Village in Derbyshire, England

Temple Normanton is a village and a civil parish in the North East Derbyshire district in Derbyshire, England. The population of the civil parish at the 2011 census was 490.

The village sits on a prominent hilltop three miles (5 km) south of Chesterfield. It is composed of two villages formerly known as North Normanton and Little Normanton. It is close to the villages of Heath, Holmewood, Grassmoor and the civil parish of Sutton cum Duckmanton. The Chesterfield suburb of Hasland is close by.

The Manor of Normanton at the time of the Domesday Survey was in the hands of the King. Later, it passed to the Order of the Knights Templar from whom it derived its prefix 'Temple'.

When the Knights Templar were dissolved in the early 14th century, the land and property of the village passed to the Order of the Hospital of St John at Yeaveley Preceptory. Later, Henry VIII charged the Order of St John with disloyalty, and it was dissolved. The village then passed to the hands of the crown.

In 1846, Robert Arkwright was Lord of the Manor and principal owner. At the time the village had 500 acre of land, 29 houses and 132 inhabitants.

In the Borough Library at Derby is held a parchment roll comprising 70 sheets stitched together. This records the proceedings of the Manor Court of Temple Normanton from 1447 to 1518. John Babbington is mentioned as a Knight of St John, and many of the roads listed in the roll are still traceable on present day Ordnance Survey maps.
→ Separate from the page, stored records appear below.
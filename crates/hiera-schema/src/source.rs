//! Selection and loading of the hieradata.
use std::{
    collections::BTreeMap,
    fs,
    path::{Path, PathBuf},
};

use serde_json::Value;
use snafu::{ResultExt, Snafu};

/// Flat hiera key to value mapping.
pub type HieraData = BTreeMap<String, Value>;

type Result<T, E = Error> = std::result::Result<T, E>;

#[derive(Debug, Snafu)]
pub enum Error {
    #[snafu(display("failed to read hieradata file {path:?}"))]
    ReadFile {
        source: std::io::Error,
        path: PathBuf,
    },

    #[snafu(display("failed to parse hieradata file {path:?} as a YAML or JSON mapping"))]
    ParseFile {
        source: serde_yaml::Error,
        path: PathBuf,
    },
}

/// Where the hieradata comes from.
#[derive(Clone, Debug, PartialEq, Eq)]
pub enum HieraSource {
    File(PathBuf),
    Inline(HieraData),
}

impl HieraSource {
    /// Picks the source to use.
    ///
    /// An existing `file` always takes precedence, inline data is not merged into it. Otherwise
    /// non-empty `inline` data is used. Returns [`None`] if neither is usable.
    pub fn select(inline: HieraData, file: &str) -> Option<Self> {
        if !file.is_empty() {
            let path = Path::new(file);

            if path.exists() {
                if !inline.is_empty() {
                    tracing::debug!(path = file, "hieradata file exists, ignoring inline hieradata");
                }
                return Some(Self::File(path.to_path_buf()));
            }

            tracing::debug!(path = file, "hieradata file doesn't exist");
        }

        (!inline.is_empty()).then_some(Self::Inline(inline))
    }

    /// Returns the hieradata, reading and parsing the file if necessary.
    pub fn load(self) -> Result<HieraData> {
        match self {
            Self::Inline(data) => Ok(data),
            Self::File(path) => {
                let contents = fs::read_to_string(&path).context(ReadFileSnafu { path: &path })?;

                // An empty document is parsed as null
                let data: Option<HieraData> =
                    serde_yaml::from_str(&contents).context(ParseFileSnafu { path: &path })?;
                tracing::debug!(path = %path.display(), "loaded hieradata file");

                Ok(data.unwrap_or_default())
            }
        }
    }
}
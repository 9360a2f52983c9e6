//! Remaps flat hieradata into a nested dictionary of groups.
//!
//! Every entry of a [`schema::Schema`] maps a hiera key to a `group.name` destination. Applying
//! the schema to the hieradata yields a [`mapper::ConfDict`], which is suited to render INI-style
//! configuration files:
//!
//! ```
//! use std::collections::BTreeMap;
//!
//! use hiera_schema::{mapper, schema::Schema, source::HieraData};
//! use serde_json::json;
//!
//! let schema = Schema::from(BTreeMap::from([(
//!     "nova::debug".to_owned(),
//!     "DEFAULT.debug".to_owned(),
//! )]));
//! let hieradata = HieraData::from([("nova::debug".to_owned(), json!(true))]);
//!
//! let conf_dict = mapper::map(&schema, &hieradata).expect("valid mappings");
//! assert_eq!(conf_dict["DEFAULT"]["debug"], json!(true));
//! ```
//!
//! The [`module`] wraps this into an Ansible module.
pub mod mapper;
pub mod module;
pub mod schema;
pub mod source;

pub const APP_NAME: &str = "hiera-schema";
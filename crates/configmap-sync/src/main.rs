use clap::Parser;
use config_tools_telemetry::Logging;
use configmap_sync::{APP_NAME, cli::Opts};
use snafu::{ResultExt, Snafu};
use tracing::instrument::WithSubscriber;

#[derive(Debug, Snafu)]
enum Error {
    #[snafu(display("failed to set up logging"))]
    SetUpLogging {
        source: config_tools_telemetry::Error,
    },

    #[snafu(display("failed to sync ConfigMap"))]
    Sync { source: configmap_sync::Error },
}

#[snafu::report]
#[tokio::main]
async fn main() -> Result<(), Error> {
    let opts = Opts::parse();

    let dispatch = Logging::pre_configured(APP_NAME, opts.logging.clone())
        .dispatch()
        .context(SetUpLoggingSnafu)?;

    configmap_sync::run(&opts)
        .with_subscriber(dispatch)
        .await
        .context(SyncSnafu)?;

    Ok(())
}
//! Pushes the contents of local files into a Kubernetes ConfigMap.
//!
//! Files are collected from directories (without recursion) and explicit paths, keyed by their
//! basename. The ConfigMap is then patched or replaced, and created if it doesn't exist yet. See
//! [`reconcile::ensure`] for details.
use snafu::{ResultExt, Snafu};

use crate::{api::KubeConfigMapApi, cli::Opts, reconcile::Ensured};

pub mod api;
pub mod cli;
pub mod client;
pub mod collect;
pub mod reconcile;

/// Used as the application name in logs and as the field manager for API requests.
pub const APP_NAME: &str = "configmap-sync";

#[derive(Debug, Snafu)]
pub enum Error {
    #[snafu(display("invalid ConfigMap reference"))]
    InvalidTarget { source: api::InvalidReferenceError },

    #[snafu(display("failed to collect files"))]
    CollectFiles { source: collect::Error },

    #[snafu(display("failed to create Kubernetes client"))]
    DiscoverClient { source: client::Error },

    #[snafu(display("failed to ensure ConfigMap"))]
    EnsureConfigMap { source: reconcile::Error },
}

/// Collects the files given in `opts` and pushes them into the ConfigMap.
pub async fn run(opts: &Opts) -> Result<Ensured, Error> {
    let target = opts.target().context(InvalidTargetSnafu)?;
    let data = collect::collect_files(&opts.dirs, &opts.paths).context(CollectFilesSnafu)?;

    let client = client::discover_client()
        .await
        .context(DiscoverClientSnafu)?;
    let api = KubeConfigMapApi::new(client, APP_NAME);

    let ensured = reconcile::ensure(&api, &target, opts.sync_mode(), &data)
        .await
        .context(EnsureConfigMapSnafu)?;

    tracing::debug!(
        %target,
        resource_version = ensured.config_map.metadata.resource_version.as_deref(),
        "ConfigMap is up to date"
    );

    Ok(ensured)
}
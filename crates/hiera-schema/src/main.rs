use std::{path::PathBuf, process::ExitCode};

use clap::Parser;
use config_tools_telemetry::{ConsoleTarget, Logging};
use hiera_schema::{
    APP_NAME,
    module::{self, ModuleResponse},
};

/// Ansible module remapping flat hieradata into nested groups according to a schema.
///
/// The result is written to stdout as JSON, logs are written to stderr.
#[derive(Debug, Parser)]
#[command(name = "hiera-schema", author, version)]
struct Opts {
    /// Path to the JSON file containing the module arguments.
    args_file: PathBuf,
}

fn main() -> ExitCode {
    let opts = Opts::parse();

    let response = match Logging::new(APP_NAME)
        .with_console_target(ConsoleTarget::Stderr)
        .dispatch()
    {
        Ok(dispatch) => {
            tracing::dispatcher::with_default(&dispatch, || module::execute(&opts.args_file))
        }
        Err(error) => ModuleResponse::failed(&error),
    };

    match serde_json::to_string(&response) {
        Ok(json) => println!("{json}"),
        Err(error) => {
            println!(
                "{}",
                serde_json::json!({
                    "failed": true,
                    "msg": format!("failed to serialize module response: {error}"),
                })
            );
            return ExitCode::FAILURE;
        }
    }

    if response.is_failure() {
        ExitCode::FAILURE
    } else {
        ExitCode::SUCCESS
    }
}
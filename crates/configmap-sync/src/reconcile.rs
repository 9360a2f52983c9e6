//! Makes sure a ConfigMap exists with the desired data.
//!
//! Depending on the [`SyncMode`], the existing ConfigMap is either patched or replaced. If it
//! doesn't exist yet, it is created instead. Every other failure is fatal and not retried.
use k8s_openapi::api::core::v1::ConfigMap;
use snafu::{ResultExt, Snafu};

use crate::{
    api::{ApiError, ConfigMapApi, ConfigMapRef, Mutation},
    collect::FileEntries,
};

type Result<T, E = Error> = std::result::Result<T, E>;

#[derive(Debug, Snafu)]
pub enum Error {
    #[snafu(display("failed to replace ConfigMap {target}"))]
    Replace {
        source: ApiError,
        target: ConfigMapRef,
    },

    #[snafu(display("failed to patch ConfigMap {target}"))]
    Patch {
        source: ApiError,
        target: ConfigMapRef,
    },

    #[snafu(display("failed to create ConfigMap {target}"))]
    Create {
        source: ApiError,
        target: ConfigMapRef,
    },
}

/// How an existing ConfigMap is updated.
#[derive(Clone, Copy, Debug, Default, PartialEq, Eq)]
pub enum SyncMode {
    /// Merge the data into the existing ConfigMap, keeping keys which are not part of the data.
    #[default]
    Patch,

    /// Overwrite the existing ConfigMap.
    Replace,
}

impl SyncMode {
    pub fn from_replace_flag(replace: bool) -> Self {
        if replace { Self::Replace } else { Self::Patch }
    }
}

/// Which operation brought the ConfigMap into the desired state.
#[derive(Clone, Copy, Debug, PartialEq, Eq, strum::Display)]
#[strum(serialize_all = "lowercase")]
pub enum Outcome {
    Replaced,

    #[strum(serialize = "updated")]
    Patched,

    Created,
}

/// The result of [`ensure`].
#[derive(Clone, Debug, PartialEq)]
pub struct Ensured {
    pub outcome: Outcome,

    /// The ConfigMap as returned by the API server.
    pub config_map: ConfigMap,
}

/// Ensures that the ConfigMap `target` exists and contains `data`.
///
/// The existing ConfigMap is patched or replaced according to `mode`. Only if the API reports
/// that it doesn't exist, it is created.
pub async fn ensure<A>(
    api: &A,
    target: &ConfigMapRef,
    mode: SyncMode,
    data: &FileEntries,
) -> Result<Ensured>
where
    A: ConfigMapApi + ?Sized,
{
    let mutation = match mode {
        SyncMode::Replace => api
            .replace(target, data)
            .await
            .context(ReplaceSnafu { target: target.clone() })?,
        SyncMode::Patch => api
            .patch(target, data)
            .await
            .context(PatchSnafu { target: target.clone() })?,
    };

    let ensured = match mutation {
        Mutation::Applied(config_map) => Ensured {
            outcome: match mode {
                SyncMode::Replace => Outcome::Replaced,
                SyncMode::Patch => Outcome::Patched,
            },
            config_map,
        },
        Mutation::NotFound => {
            tracing::debug!(%target, ?mode, "ConfigMap does not exist, creating it");

            let config_map = api
                .create(target, data)
                .await
                .context(CreateSnafu { target: target.clone() })?;

            Ensured {
                outcome: Outcome::Created,
                config_map,
            }
        }
    };

    let (name, outcome) = (target.name(), ensured.outcome);
    tracing::info!(%target, keys = data.len(), "ConfigMap {name} {outcome}");

    Ok(ensured)
}
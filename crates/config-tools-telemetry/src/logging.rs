use std::path::PathBuf;

use snafu::{ResultExt as _, Snafu};
use tracing::{Dispatch, level_filters::LevelFilter};
use tracing_appender::rolling::{InitError, RollingFileAppender};
use tracing_subscriber::{EnvFilter, Layer, Registry, filter::Directive, layer::SubscriberExt};

use crate::{LoggingOptions, RotationPeriod};

type Result<T, E = Error> = std::result::Result<T, E>;

/// Errors which can be encountered when building the [`Dispatch`] of a [`Logging`] instance.
#[derive(Debug, Snafu)]
pub enum Error {
    #[snafu(display("failed to initialize rolling file appender"))]
    InitRollingFileAppender { source: InitError },
}

/// Where console log output is written to.
#[derive(Clone, Copy, Debug, Default, PartialEq, Eq)]
pub enum ConsoleTarget {
    #[default]
    Stdout,

    /// Used by tools which reserve stdout for their actual output.
    Stderr,
}

/// Settings of the optional rolling file output.
#[derive(Debug, PartialEq, Eq)]
pub struct FileLogSettings {
    pub directory: PathBuf,
    pub rotation_period: RotationPeriod,
}

/// A set of pre-configured [`Layer`]s, bundled into a [`Dispatch`].
///
/// The console output is always enabled. Its level is read from the environment variable returned
/// by [`Logging::environment_variable`], falling back to `INFO` (or `DEBUG` if requested).
/// Optionally, JSON formatted events are additionally written to rolling log files.
#[derive(Debug, PartialEq, Eq)]
pub struct Logging {
    app_name: &'static str,
    environment_variable: String,
    default_level: LevelFilter,
    console_target: ConsoleTarget,
    file_log_settings: Option<FileLogSettings>,
}

impl Logging {
    const FILE_LOG_SUFFIX: &'static str = "log";

    /// Creates a new instance for the application named `app_name`.
    ///
    /// The log level environment variable is derived from the application name, e.g.
    /// `configmap-sync` reads `CONFIGMAP_SYNC_LOG`.
    pub fn new(app_name: &'static str) -> Self {
        let environment_variable = format!(
            "{prefix}_LOG",
            prefix = app_name.to_uppercase().replace('-', "_")
        );

        Self {
            app_name,
            environment_variable,
            default_level: LevelFilter::INFO,
            console_target: ConsoleTarget::default(),
            file_log_settings: None,
        }
    }

    /// Creates a new instance configured by the common [`LoggingOptions`].
    pub fn pre_configured(app_name: &'static str, options: LoggingOptions) -> Self {
        let LoggingOptions {
            debug,
            file_log_directory,
            file_log_rotation_period,
        } = options;

        let default_level = if debug {
            LevelFilter::DEBUG
        } else {
            LevelFilter::INFO
        };

        Self::new(app_name)
            .with_default_level(default_level)
            .with_file_output(file_log_directory.map(|directory| FileLogSettings {
                directory,
                rotation_period: file_log_rotation_period.unwrap_or_default(),
            }))
    }

    pub fn with_default_level(mut self, level: LevelFilter) -> Self {
        self.default_level = level;
        self
    }

    pub fn with_console_target(mut self, target: ConsoleTarget) -> Self {
        self.console_target = target;
        self
    }

    pub fn with_file_output(mut self, settings: Option<FileLogSettings>) -> Self {
        self.file_log_settings = settings;
        self
    }

    /// The name of the environment variable which overrides the default level.
    pub fn environment_variable(&self) -> &str {
        &self.environment_variable
    }

    /// Builds the configured layers into a [`Dispatch`].
    ///
    /// No global default is installed, the caller decides in which scope the returned
    /// [`Dispatch`] is active.
    pub fn dispatch(self) -> Result<Dispatch> {
        let mut layers: Vec<Box<dyn Layer<Registry> + Sync + Send>> = Vec::new();

        let env_filter_layer = env_filter_builder(&self.environment_variable, self.default_level);
        let console_output_layer = match self.console_target {
            ConsoleTarget::Stdout => tracing_subscriber::fmt::layer()
                .with_writer(std::io::stdout)
                .with_filter(env_filter_layer)
                .boxed(),
            ConsoleTarget::Stderr => tracing_subscriber::fmt::layer()
                .with_writer(std::io::stderr)
                .with_filter(env_filter_layer)
                .boxed(),
        };
        layers.push(console_output_layer);

        if let Some(FileLogSettings {
            directory,
            rotation_period,
        }) = self.file_log_settings
        {
            let env_filter_layer =
                env_filter_builder(&self.environment_variable, self.default_level);

            let file_appender = RollingFileAppender::builder()
                .rotation(rotation_period.into())
                .filename_prefix(self.app_name)
                .filename_suffix(Self::FILE_LOG_SUFFIX)
                .max_log_files(6)
                .build(directory)
                .context(InitRollingFileAppenderSnafu)?;

            layers.push(
                tracing_subscriber::fmt::layer()
                    .json()
                    .with_writer(file_appender)
                    .with_filter(env_filter_layer)
                    .boxed(),
            );
        }

        Ok(Dispatch::new(Registry::default().with(layers)))
    }
}

fn env_filter_builder(env_var: &str, default_directive: impl Into<Directive>) -> EnvFilter {
    EnvFilter::builder()
        .with_env_var(env_var)
        .with_default_directive(default_directive.into())
        .from_env_lossy()
}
Early in the industrial age the area became known for coal mining, with numerous collieries located in the vicinity. These included the massive Bonds Main Colliery which lasted from 1896 to 1949. The Chesterfield loop of the Great Central Railway which also ran through the area, opened in June 1892. A Bonds Main Platform was provided for mine workers, but the nearest public station was located in Grassmoor and this closed in October 1940. The line itself closing to passenger traffic in March 1963. Sections remained for a while serving the various collieries but as these closed, so the line disappeared completely.

Modern Temple Normanton includes a primary school, a church, a cemetery and a MOT garage, but no shops. St James the Apostle Church is a glass-fibre building of 1986; it is the fourth parish church on the site. There are regular buses to Chesterfield, Alfreton, Mansfield and Nottingham.